胎盘是一种富含血管的器官，其血管的发育可以直接影响到子宫和脐带的血流速度，因此血管的发育是保证胎盘功能和胎儿发育的关键[52]。胎盘血管生成异常会导致胎儿宫内生长迟缓[53]、流产[54]和子痫[55]等疾病。因此胎盘血管的生成会直接影响到胎儿妊娠期间的发育以及出生后的生长。

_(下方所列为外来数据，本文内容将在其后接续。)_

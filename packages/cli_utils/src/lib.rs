#![cfg_attr(feature = "fail-on-warnings", deny(warnings))]
#![warn(clippy::all, clippy::pedantic, clippy::nursery, clippy::cargo)]
#![allow(clippy::multiple_crate_versions, clippy::cargo_common_metadata)]

//! Shared CLI utilities for the walkability toolchain.
//!
//! Provides an `indicatif`-backed progress bar behind the pipeline's
//! [`ProgressCallback`] trait, plus [`init_logger`] which sets up
//! `indicatif-log-bridge` so that `log::info!` and friends are suspended
//! while progress bars redraw.

use std::sync::Arc;

use indicatif::{ProgressBar, ProgressStyle};
use walkability_pipeline::progress::ProgressCallback;

pub use indicatif::MultiProgress;

/// An `indicatif` [`ProgressBar`] that implements [`ProgressCallback`].
pub struct IndicatifProgress {
    bar: ProgressBar,
}

impl IndicatifProgress {
    /// Creates a bar for step-level progress (one step per sub-metric).
    /// The length is set by the run through
    /// [`ProgressCallback::set_total()`].
    #[must_use]
    pub fn steps_bar(multi: &MultiProgress, message: &str) -> Arc<dyn ProgressCallback> {
        Arc::new(Self::steps(multi, message))
    }

    fn steps(multi: &MultiProgress, message: &str) -> Self {
        let bar = multi.add(ProgressBar::new(0));
        bar.set_style(
            ProgressStyle::with_template(
                "{msg:<32} {wide_bar:.green/dim} {pos}/{len} [{elapsed_precise}]",
            )
            .unwrap_or_else(|_| ProgressStyle::default_bar())
            .progress_chars("##-"),
        );
        bar.set_message(message.to_string());

        Self { bar }
    }
}

impl ProgressCallback for IndicatifProgress {
    fn set_total(&self, total: u64) {
        self.bar.set_length(total);
        self.bar.set_position(0);
    }

    fn inc(&self, delta: u64) {
        self.bar.inc(delta);
    }

    fn set_message(&self, msg: String) {
        self.bar.set_message(msg);
    }

    fn finish(&self, msg: String) {
        self.bar.finish_with_message(msg);
    }
}

/// Initializes the global logger wrapped in `indicatif-log-bridge` so that
/// `log::info!` and friends are suspended while progress bars redraw.
///
/// Returns the [`MultiProgress`] that all progress bars must be added to.
#[must_use]
pub fn init_logger() -> MultiProgress {
    let multi = MultiProgress::new();

    let logger = pretty_env_logger::formatted_builder()
        .parse_env("RUST_LOG")
        .build();
    let level = logger.filter();

    indicatif_log_bridge::LogWrapper::new(multi.clone(), logger)
        .try_init()
        .ok(); // Already set (e.g., in tests)

    log::set_max_level(level);

    multi
}

#[cfg(test)]
mod tests {
    use super::*;

    #[test]
    fn steps_bar_tracks_progress() {
        let multi = MultiProgress::with_draw_target(indicatif::ProgressDrawTarget::hidden());
        let progress = IndicatifProgress::steps(&multi, "Scoring");

        progress.set_total(4);
        progress.inc(1);
        progress.inc(2);
        assert_eq!(progress.bar.length(), Some(4));
        assert_eq!(progress.bar.position(), 3);

        progress.set_message("Scoring transit_access".to_string());
        assert_eq!(progress.bar.message(), "Scoring transit_access");

        progress.finish("done".to_string());
        assert!(progress.bar.is_finished());
        assert_eq!(progress.bar.message(), "done");
    }
}
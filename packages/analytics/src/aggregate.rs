//! Per-unit and per-(unit, class) area sums over overlay-joined parcels.

use std::collections::{BTreeMap, BTreeSet};

use walkability_geography_models::{GeographicUnit, OverlayRule, Parcel, UnitId};

/// Relative slack allowed when comparing covered area against nominal
/// area, absorbing floating-point error in the overlay areas.
pub const COVERAGE_TOLERANCE: f64 = 1e-9;

/// Summed parcel area per `(unit, land-use class)`.
pub type ClassAreaAggregate = BTreeMap<(UnitId, String), f64>;

/// Summed parcel area per unit across all classes: the unit's covered
/// area, which excludes roads, water, and gaps between parcels.
pub type UnitAreaAggregate = BTreeMap<UnitId, f64>;

/// Area sums for one overlay-joined parcel table.
#[derive(Debug, Clone, Default, PartialEq)]
pub struct AreaAggregates {
    /// Overlay rule the parcel table was joined with.
    pub rule: OverlayRule,
    /// Area per `(unit, class)`; parcels without a class are excluded.
    pub by_class: ClassAreaAggregate,
    /// Covered area per unit; parcels without a class are included.
    pub by_unit: UnitAreaAggregate,
    /// Commercial area per unit.
    pub commercial_by_unit: BTreeMap<UnitId, f64>,
    /// Parcels excluded because they joined to no unit.
    pub unmatched: usize,
}

impl AreaAggregates {
    /// Groups parcels by exact unit id (and class).
    ///
    /// Parcels with no owning unit are counted in [`Self::unmatched`] and
    /// otherwise ignored. Parcels with no class contribute to the covered
    /// area only. A missing commercial area counts as zero.
    #[must_use]
    pub fn from_parcels<'a>(
        rule: OverlayRule,
        parcels: impl IntoIterator<Item = &'a Parcel>,
    ) -> Self {
        let mut aggregates = Self {
            rule,
            ..Self::default()
        };

        for parcel in parcels {
            let Some(unit_id) = &parcel.unit_id else {
                log::trace!("Parcel {} did not join to any unit", parcel.id);
                aggregates.unmatched += 1;
                continue;
            };

            *aggregates.by_unit.entry(unit_id.clone()).or_insert(0.0) += parcel.area_sq_ft;
            *aggregates
                .commercial_by_unit
                .entry(unit_id.clone())
                .or_insert(0.0) += parcel.commercial_area_sq_ft.unwrap_or(0.0);

            if let Some(class) = &parcel.land_use {
                *aggregates
                    .by_class
                    .entry((unit_id.clone(), class.clone()))
                    .or_insert(0.0) += parcel.area_sq_ft;
            }
        }

        if aggregates.unmatched > 0 {
            log::warn!(
                "{} parcel(s) joined by {rule} matched no unit and were excluded",
                aggregates.unmatched
            );
        }

        aggregates
    }

    /// Distinct non-null land-use classes across the whole study area.
    #[must_use]
    pub fn distinct_classes(&self) -> BTreeSet<&str> {
        self.by_class.keys().map(|(_, class)| class.as_str()).collect()
    }

    /// Class areas of a single unit.
    pub fn classes_of<'s>(
        &'s self,
        unit_id: &UnitId,
    ) -> impl Iterator<Item = (&'s str, f64)> + use<'s> {
        let unit_id = unit_id.clone();
        self.by_class
            .range((unit_id.clone(), String::new())..)
            .take_while(move |((id, _), _)| *id == unit_id)
            .map(|((_, class), area)| (class.as_str(), *area))
    }

    /// Units whose covered area exceeds their nominal area, as
    /// `(unit, covered, nominal)`.
    ///
    /// Parcels joined to a unit should never cover more than the unit's
    /// polygon; a breach points at a bad overlay join upstream.
    #[must_use]
    pub fn over_covered<'s>(
        &'s self,
        units: &'s [GeographicUnit],
    ) -> Vec<(&'s UnitId, f64, f64)> {
        units
            .iter()
            .filter_map(|unit| {
                let covered = self.by_unit.get(&unit.id).copied()?;
                let slack = unit.area_sq_ft.abs() * COVERAGE_TOLERANCE;
                (covered > unit.area_sq_ft + slack).then_some((
                    &unit.id,
                    covered,
                    unit.area_sq_ft,
                ))
            })
            .collect()
    }
}

/// Counts records whose unit id names no unit in `units`.
///
/// Such records join to no unit and are excluded from every sum that is
/// read back per unit.
#[must_use]
pub fn count_unknown_units<'a>(
    units: &[GeographicUnit],
    ids: impl IntoIterator<Item = &'a UnitId>,
) -> usize {
    let known: BTreeSet<&UnitId> = units.iter().map(|unit| &unit.id).collect();
    ids.into_iter().filter(|id| !known.contains(id)).count()
}
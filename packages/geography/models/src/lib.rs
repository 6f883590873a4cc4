#![cfg_attr(feature = "fail-on-warnings", deny(warnings))]
#![warn(clippy::all, clippy::pedantic, clippy::nursery, clippy::cargo)]
#![allow(clippy::multiple_crate_versions, clippy::cargo_common_metadata)]

//! Geographic unit and joined-record types.
//!
//! These types describe the tables handed to the scoring core by the
//! geometry/raster engine: the unit layer (census tracts), parcels stamped
//! with an owning unit by an overlay join, street junction candidates,
//! catchment anchors, and zonal cost statistics. All coordinates and
//! lengths are in a planar coordinate system measured in feet.

use std::fmt;

use serde::{Deserialize, Serialize};
use strum_macros::{AsRefStr, Display, EnumString};

/// Square feet per square meter, as used by the intersection density
/// calculation.
pub const SQ_FT_PER_SQ_M: f64 = 10.764;

/// Search radius for centroid-to-anchor catchment links, in feet.
pub const CATCHMENT_RADIUS_FT: f64 = 10_000.0;

/// Minimum number of incident street segments for a point to count as a
/// junction.
pub const MIN_JUNCTION_DEGREE: u32 = 3;

/// Stable identifier of a geographic unit (e.g. a census tract GEOID).
///
/// Every derived table and every metric map is keyed by this id. Grouping
/// is exact string equality.
#[derive(Debug, Clone, PartialEq, Eq, PartialOrd, Ord, Hash, Serialize, Deserialize)]
#[serde(transparent)]
pub struct UnitId(String);

impl UnitId {
    /// Creates a unit id from anything string-like.
    #[must_use]
    pub fn new(id: impl Into<String>) -> Self {
        Self(id.into())
    }

    /// Returns the id as a string slice.
    #[must_use]
    pub fn as_str(&self) -> &str {
        &self.0
    }
}

impl fmt::Display for UnitId {
    fn fmt(&self, f: &mut fmt::Formatter<'_>) -> fmt::Result {
        f.write_str(&self.0)
    }
}

impl From<&str> for UnitId {
    fn from(value: &str) -> Self {
        Self::new(value)
    }
}

impl From<String> for UnitId {
    fn from(value: String) -> Self {
        Self(value)
    }
}

/// A planar point in feet.
#[derive(Debug, Clone, Copy, PartialEq, Serialize, Deserialize)]
pub struct PointFt {
    /// Easting in feet.
    pub x: f64,
    /// Northing in feet.
    pub y: f64,
}

impl PointFt {
    /// Creates a new point.
    #[must_use]
    pub const fn new(x: f64, y: f64) -> Self {
        Self { x, y }
    }

    /// Planar distance to another point, in feet.
    #[must_use]
    pub fn distance_to(self, other: Self) -> f64 {
        (self.x - other.x).hypot(self.y - other.y)
    }
}

/// A unit of analysis from the unit layer.
#[derive(Debug, Clone, PartialEq, Serialize, Deserialize)]
pub struct GeographicUnit {
    /// Unique, stable unit id.
    pub id: UnitId,
    /// Nominal polygon area in square feet.
    pub area_sq_ft: f64,
    /// Resident population, if known.
    pub population: Option<f64>,
    /// Polygon centroid, used as the catchment origin.
    pub centroid: Option<PointFt>,
}

/// Which unit claims a parcel that straddles a unit boundary.
///
/// The rule changes the covered area attributed to each unit, so every
/// parcel-derived metric records which rule its input table was joined
/// with.
#[derive(
    Debug,
    Clone,
    Copy,
    Default,
    PartialEq,
    Eq,
    PartialOrd,
    Ord,
    Hash,
    Serialize,
    Deserialize,
    Display,
    EnumString,
    AsRefStr,
)]
#[serde(rename_all = "snake_case")]
#[strum(serialize_all = "snake_case")]
pub enum OverlayRule {
    /// The unit with the largest overlapping area claims the parcel.
    #[default]
    LargestOverlap,
    /// The unit containing the parcel centroid claims the parcel.
    CentroidContainment,
}

/// A land parcel (tax lot) stamped with its owning unit by an overlay join.
#[derive(Debug, Clone, PartialEq, Serialize, Deserialize)]
pub struct Parcel {
    /// Parcel id.
    pub id: String,
    /// Parcel area in square feet.
    pub area_sq_ft: f64,
    /// Land-use class label (`None` when unclassified).
    pub land_use: Option<String>,
    /// Commercial floor/lot area within the parcel, in square feet.
    pub commercial_area_sq_ft: Option<f64>,
    /// Owning unit (`None` when the parcel did not join to any unit).
    pub unit_id: Option<UnitId>,
}

/// A candidate street junction produced by the street self-overlay.
#[derive(Debug, Clone, PartialEq, Serialize, Deserialize)]
pub struct JunctionCandidate {
    /// Junction location.
    pub location: PointFt,
    /// Number of street segments incident to this point.
    pub degree: f64,
    /// Containing unit, if the collaborator already resolved it.
    pub unit_id: Option<UnitId>,
}

/// A catchment anchor: a transit stop, park entrance, or similar
/// destination point.
#[derive(Debug, Clone, PartialEq, Serialize, Deserialize)]
pub struct AnchorPoint {
    /// Anchor id.
    pub id: String,
    /// Anchor location.
    pub location: PointFt,
}

/// A unit-centroid to anchor connection within the catchment radius.
#[derive(Debug, Clone, PartialEq, Serialize, Deserialize)]
pub struct CatchmentLink {
    /// Unit at the centroid end.
    pub unit_id: UnitId,
    /// Anchor at the far end.
    pub anchor_id: String,
    /// Line length in feet.
    pub length_ft: f64,
}

/// A zonal statistic of a cost-distance surface for one unit.
#[derive(Debug, Clone, PartialEq, Serialize, Deserialize)]
pub struct ZonalRecord {
    /// Unit the statistic was computed over.
    pub unit_id: UnitId,
    /// Median accumulated cost of the unit's cells.
    pub median_cost: f64,
}

/// Resolves which unit polygon contains a point.
///
/// Implemented by the spatial collaborator; the scoring core only needs
/// containment answers, never geometry.
pub trait UnitLocator {
    /// Returns the id of the unit containing `point`, if any.
    fn locate(&self, point: PointFt) -> Option<UnitId>;
}

impl<F> UnitLocator for F
where
    F: Fn(PointFt) -> Option<UnitId>,
{
    fn locate(&self, point: PointFt) -> Option<UnitId> {
        self(point)
    }
}
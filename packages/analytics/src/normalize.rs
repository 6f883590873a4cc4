//! Normalization policies that turn raw per-unit values into scores.
//!
//! Normalization is a two-pass reduction: [`StudyScalars::reduce`] folds
//! every present value into the study-wide maximum and minimum, and only
//! then is each unit mapped to its score. No unit is scored against a
//! partially computed scalar.
//!
//! Units whose raw value is absent (or not finite) score 0, which denotes
//! "no data" under every policy.

use walkability_analytics_models::{MetricMap, NormalizationPolicy, RawValues};

use crate::AnalyticsError;

/// Floor applied to study-wide maxima and minima so that an all-zero
/// metric does not divide by zero.
pub const EPSILON: f64 = 1e-18;

/// Study-wide scalars from the first normalization pass.
#[derive(Debug, Clone, Copy, PartialEq)]
pub struct StudyScalars {
    /// Largest present value.
    pub max: Option<f64>,
    /// Smallest present value.
    pub min: Option<f64>,
    /// Number of units with a present, finite value.
    pub present: usize,
}

impl StudyScalars {
    /// Folds every present, finite value into the study-wide maximum and
    /// minimum.
    #[must_use]
    pub fn reduce(raw: &RawValues) -> Self {
        raw.values()
            .filter_map(|v| present(*v))
            .fold(
                Self {
                    max: None,
                    min: None,
                    present: 0,
                },
                |acc, v| Self {
                    max: Some(acc.max.map_or(v, |m| m.max(v))),
                    min: Some(acc.min.map_or(v, |m| m.min(v))),
                    present: acc.present + 1,
                },
            )
    }
}

/// Scores produced by [`normalize`], along with the scalars they were
/// normalized against.
#[derive(Debug, Clone, PartialEq)]
pub struct Normalized {
    /// Score per unit; every key of the raw input is present.
    pub scores: MetricMap,
    /// Study-wide scalars from the first pass.
    pub scalars: StudyScalars,
}

/// Resolved denominators for one policy, computed once per metric.
#[derive(Debug, Clone, Copy)]
enum Scale {
    Max(f64),
    LogMax(f64),
    Entropy { ln_k: f64, max_over_ln_k: f64 },
    InverseMin(f64),
    AbsDeviation(f64),
}

impl Scale {
    fn resolve(
        policy: NormalizationPolicy,
        scalars: &StudyScalars,
    ) -> Result<Self, AnalyticsError> {
        if let NormalizationPolicy::EntropyMaxRatio { classes } = policy
            && classes <= 1
        {
            return Err(AnalyticsError::InsufficientClasses { classes });
        }

        let degenerate = |what: &str| AnalyticsError::DegenerateInput {
            policy,
            reason: format!("no present values to take the {what} of"),
        };

        Ok(match policy {
            NormalizationPolicy::MaxRatio => {
                Self::Max(scalars.max.ok_or_else(|| degenerate("maximum"))?.max(EPSILON))
            }
            NormalizationPolicy::LogMaxRatio => {
                let max = scalars.max.ok_or_else(|| degenerate("maximum"))?.max(EPSILON);
                Self::LogMax(max.ln_1p())
            }
            NormalizationPolicy::EntropyMaxRatio { classes } => {
                let max = scalars.max.ok_or_else(|| degenerate("maximum"))?.max(EPSILON);
                #[allow(clippy::cast_precision_loss)]
                let ln_k = (classes as f64).ln();
                Self::Entropy {
                    ln_k,
                    max_over_ln_k: max / ln_k,
                }
            }
            NormalizationPolicy::InverseMinRatio => {
                Self::InverseMin(scalars.min.ok_or_else(|| degenerate("minimum"))?.max(EPSILON))
            }
            NormalizationPolicy::AbsDeviationFromMax => {
                Self::AbsDeviation(scalars.max.ok_or_else(|| degenerate("maximum"))?.max(EPSILON))
            }
        })
    }

    fn apply(self, v: f64) -> f64 {
        match self {
            Self::Max(max) => v / max,
            Self::LogMax(ln_max) => v.ln_1p() / ln_max,
            Self::Entropy { ln_k, max_over_ln_k } => (v / ln_k) / max_over_ln_k,
            Self::InverseMin(min) => (1.0 / v.max(EPSILON)) / (1.0 / min),
            Self::AbsDeviation(max) => (1.0 - v / max).abs(),
        }
    }
}

/// Normalizes raw per-unit values with the given policy.
///
/// Absent values score 0. Present values are scored against study-wide
/// scalars reduced over present values only.
///
/// # Errors
///
/// * [`AnalyticsError::DegenerateInput`] if no unit has a present value,
///   so the maximum or minimum the policy needs does not exist.
/// * [`AnalyticsError::InsufficientClasses`] for entropy normalization
///   over fewer than two classes.
pub fn normalize(
    raw: &RawValues,
    policy: NormalizationPolicy,
) -> Result<Normalized, AnalyticsError> {
    let scalars = StudyScalars::reduce(raw);
    let scale = Scale::resolve(policy, &scalars)?;

    log::debug!(
        "{policy}: {} of {} units present, max={:?} min={:?}",
        scalars.present,
        raw.len(),
        scalars.max,
        scalars.min
    );

    let scores = raw
        .iter()
        .map(|(id, v)| (id.clone(), present(*v).map_or(0.0, |v| scale.apply(v))))
        .collect();

    Ok(Normalized { scores, scalars })
}

fn present(v: Option<f64>) -> Option<f64> {
    v.filter(|v| v.is_finite())
}

#[cfg(test)]
mod tests {
    use walkability_geography_models::UnitId;

    use super::*;

    fn raw(values: &[(&str, Option<f64>)]) -> RawValues {
        values.iter().map(|(k, v)| (UnitId::from(*k), *v)).collect()
    }

    fn score(normalized: &Normalized, id: &str) -> f64 {
        normalized.scores[&UnitId::from(id)]
    }

    #[test]
    fn max_ratio_scales_by_maximum() {
        let n = normalize(
            &raw(&[("a", Some(0.1)), ("b", Some(0.2)), ("c", Some(0.0))]),
            NormalizationPolicy::MaxRatio,
        )
        .unwrap();
        assert!((score(&n, "a") - 0.5).abs() < 1e-12);
        assert!((score(&n, "b") - 1.0).abs() < f64::EPSILON);
        assert!(score(&n, "c").abs() < f64::EPSILON);
    }

    #[test]
    fn missing_values_score_zero() {
        let n = normalize(&raw(&[("a", Some(4.0)), ("b", None)]), NormalizationPolicy::MaxRatio)
            .unwrap();
        assert!(score(&n, "b").abs() < f64::EPSILON);
        assert_eq!(n.scalars.present, 1);
    }

    #[test]
    fn all_zero_values_do_not_divide_by_zero() {
        let n = normalize(
            &raw(&[("a", Some(0.0)), ("b", Some(0.0))]),
            NormalizationPolicy::MaxRatio,
        )
        .unwrap();
        assert!(n.scores.values().all(|v| *v == 0.0));
    }

    #[test]
    fn no_present_values_is_degenerate() {
        let err = normalize(&raw(&[("a", None), ("b", None)]), NormalizationPolicy::MaxRatio)
            .unwrap_err();
        assert!(matches!(err, AnalyticsError::DegenerateInput { .. }));

        let err = normalize(&RawValues::new(), NormalizationPolicy::InverseMinRatio).unwrap_err();
        assert!(err.is_degenerate());
    }

    #[test]
    fn non_finite_values_are_treated_as_absent() {
        let n = normalize(
            &raw(&[("a", Some(f64::NAN)), ("b", Some(2.0)), ("c", Some(f64::INFINITY))]),
            NormalizationPolicy::MaxRatio,
        )
        .unwrap();
        assert!(score(&n, "a").abs() < f64::EPSILON);
        assert!((score(&n, "b") - 1.0).abs() < f64::EPSILON);
        assert!(score(&n, "c").abs() < f64::EPSILON);
    }

    #[test]
    fn log_max_ratio() {
        let n = normalize(
            &raw(&[("a", Some(3.0)), ("b", Some(1.0)), ("c", Some(0.0))]),
            NormalizationPolicy::LogMaxRatio,
        )
        .unwrap();
        assert!((score(&n, "a") - 1.0).abs() < 1e-12);
        assert!((score(&n, "b") - 2f64.ln() / 4f64.ln()).abs() < 1e-12);
        assert!(score(&n, "c").abs() < f64::EPSILON);
    }

    #[test]
    fn entropy_max_ratio_matches_max_ratio_in_value() {
        let values = raw(&[("a", Some(0.9)), ("b", Some(0.3))]);
        let n = normalize(&values, NormalizationPolicy::EntropyMaxRatio { classes: 4 }).unwrap();
        assert!((score(&n, "a") - 1.0).abs() < 1e-12);
        assert!((score(&n, "b") - 1.0 / 3.0).abs() < 1e-12);
    }

    #[test]
    fn entropy_needs_two_classes() {
        let values = raw(&[("a", Some(0.0))]);
        for classes in [0, 1] {
            let err =
                normalize(&values, NormalizationPolicy::EntropyMaxRatio { classes }).unwrap_err();
            assert!(
                matches!(err, AnalyticsError::InsufficientClasses { classes: c } if c == classes)
            );
        }
    }

    #[test]
    fn inverse_min_ratio_rewards_low_costs() {
        let n = normalize(
            &raw(&[("near", Some(50.0)), ("far", Some(200.0)), ("unreachable", None)]),
            NormalizationPolicy::InverseMinRatio,
        )
        .unwrap();
        assert!((score(&n, "near") - 1.0).abs() < 1e-12);
        assert!((score(&n, "far") - 0.25).abs() < 1e-12);
        assert!(score(&n, "unreachable").abs() < f64::EPSILON);
    }

    #[test]
    fn inverse_min_ratio_handles_zero_cost() {
        let n = normalize(
            &raw(&[("seed", Some(0.0)), ("other", Some(10.0))]),
            NormalizationPolicy::InverseMinRatio,
        )
        .unwrap();
        assert!((score(&n, "seed") - 1.0).abs() < f64::EPSILON);
        assert!(score(&n, "other") < 1e-15);
    }

    #[test]
    fn abs_deviation_from_max() {
        let n = normalize(
            &raw(&[("near", Some(25.0)), ("far", Some(100.0)), ("unreachable", None)]),
            NormalizationPolicy::AbsDeviationFromMax,
        )
        .unwrap();
        assert!((score(&n, "near") - 0.75).abs() < 1e-12);
        assert!(score(&n, "far").abs() < 1e-12);
        assert!(score(&n, "unreachable").abs() < f64::EPSILON);
    }

    #[test]
    fn scalars_reduce_over_present_values_only() {
        let scalars =
            StudyScalars::reduce(&raw(&[("a", Some(3.0)), ("b", None), ("c", Some(-1.0))]));
        assert_eq!(scalars.max, Some(3.0));
        assert_eq!(scalars.min, Some(-1.0));
        assert_eq!(scalars.present, 2);
    }
}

4.1 miRNA对血管内皮生长因子(vascular endothelial growth factor,VEGF)的调控

VEGF是血管发育中重要的调节因子。研究表明，胎盘中VEGFmRNA水平与胎盘子宫内膜血管化呈正相关[56]。Guimarães等[57]研究证明，猪胎盘血管在妊娠80 d时发育完善，之后血管直径会有增加，并且VEGF与胎盘效率、血管化和血管通透性相关，可以刺激养分从母体向胎儿的转移。此外，低出生重仔猪的胎盘中VEGF-A的蛋白水平显著下降[58]。对妊娠小鼠研究发现，miR-16水平会影响胎盘和胚胎的重量、子代数量和微血管密度，并导致反复流产，并且miR-16表达上调会抑制VEGF的表达，进而导致胎盘血管发育受阻[54]。也有研究发现，子痫患者胎盘中的miR-150-5p表达水平显著高于正常孕妇，且抑制miR-150-5p可以上调VEGF的表达水平[59]，因此可以推测子痫患者miR-150-5p可以抑制胎盘血管发育，从而影响妊娠期胎儿的发育。STAT3是VEGF-A重要的调控因子，STAT3可以转录激活VEGF-A以促进血管生成[60]。Chen等[61]研究表明，血管生成素Ⅱ(angiotensin Ⅱ,AngⅡ)可以通过激活STAT3上调内皮细胞中miR-21的表达，miR-21可通过直接靶向抑制磷酸酯酶与张力蛋白同源物(phosphatase and tensin homolog,PTEN)表达，从而增加内皮细胞的增殖、迁移和血管的形成。除了VEGF外，miRNA对其他血管生成因子也有调控作用。肥胖母猪脂肪组织分泌的外泌体中的miR-221通过调控血管生成素样蛋白2(angiopoietin-like protein 2,Angpl2)来抑制血管的生成[62]。这说明肥胖母猪可能会损害胎盘的血管发育从而导致胎儿宫内生长迟缓和仔猪初生重较低。由此可见，胎盘血管的发育与胎儿的发育是息息相关的，miRNA通过调控VEGF的表达，进而调控妊娠期胎盘血管的发育。

4.2 miRNA对造血干细胞的调控

胎盘血管的生成需要造血干细胞的参与，造血干细胞会分化成血管内皮祖细胞和血管母细胞，从而参与血管的生成[63]。Crisafulli等[64]研究证实，miR-127-3p可以限制造血干细胞的分化，进而维持造血干细胞的稳态。此外也有研究也表明，miR-21通过调节程序性细胞死亡因子4(programmed cell death 4,PDCD4)介导的核因子-κB(NF-κB)途径参与维持造血干细胞的稳态和功能[65]。妊娠过程中，造血干细胞稳态一旦被破坏，会直接影响到胎盘血管的发育进而会影响到胎儿对营养物质的吸收。对子痫前期患者研究发现，miR-646通过靶向调控VEGF-A抑制内皮祖细胞的增殖、分化和迁移，进而抑制血管生成[66]，这说明miRNA表达异常会直接影响到血管生成，这可能也是子痫患者影响胎儿发育的重要原因。

5 小结与展望

综上所述，miRNA作为一类小分子的核苷酸，通过调控特定靶基因蛋白的表达参与母猪妊娠期滋养层细胞增殖、分化和迁移过程，以及通过调控滋养层分泌的各种生长因子和胎盘血管的形成和发育等生理活动，从而调节妊娠期母猪胎盘的发育。母猪胎盘的发育对于胎儿发育和母猪繁殖能力的影响是直接与实际生产相关的，miRNA水平可以间接反映母猪的生理状态。但是现有研究对miRNA在母猪妊娠不同阶段、不同营养水平和不同胎次等方面的研究较少。未来可以通过研究不同条件下miRNA的水平，进而通过营养或分子手段改善母猪不同时期的miRNA水平，使其达到更好的生理状态，从而更好的挖掘母猪的繁殖潜力，提高生产性能，产生更高的经济效益。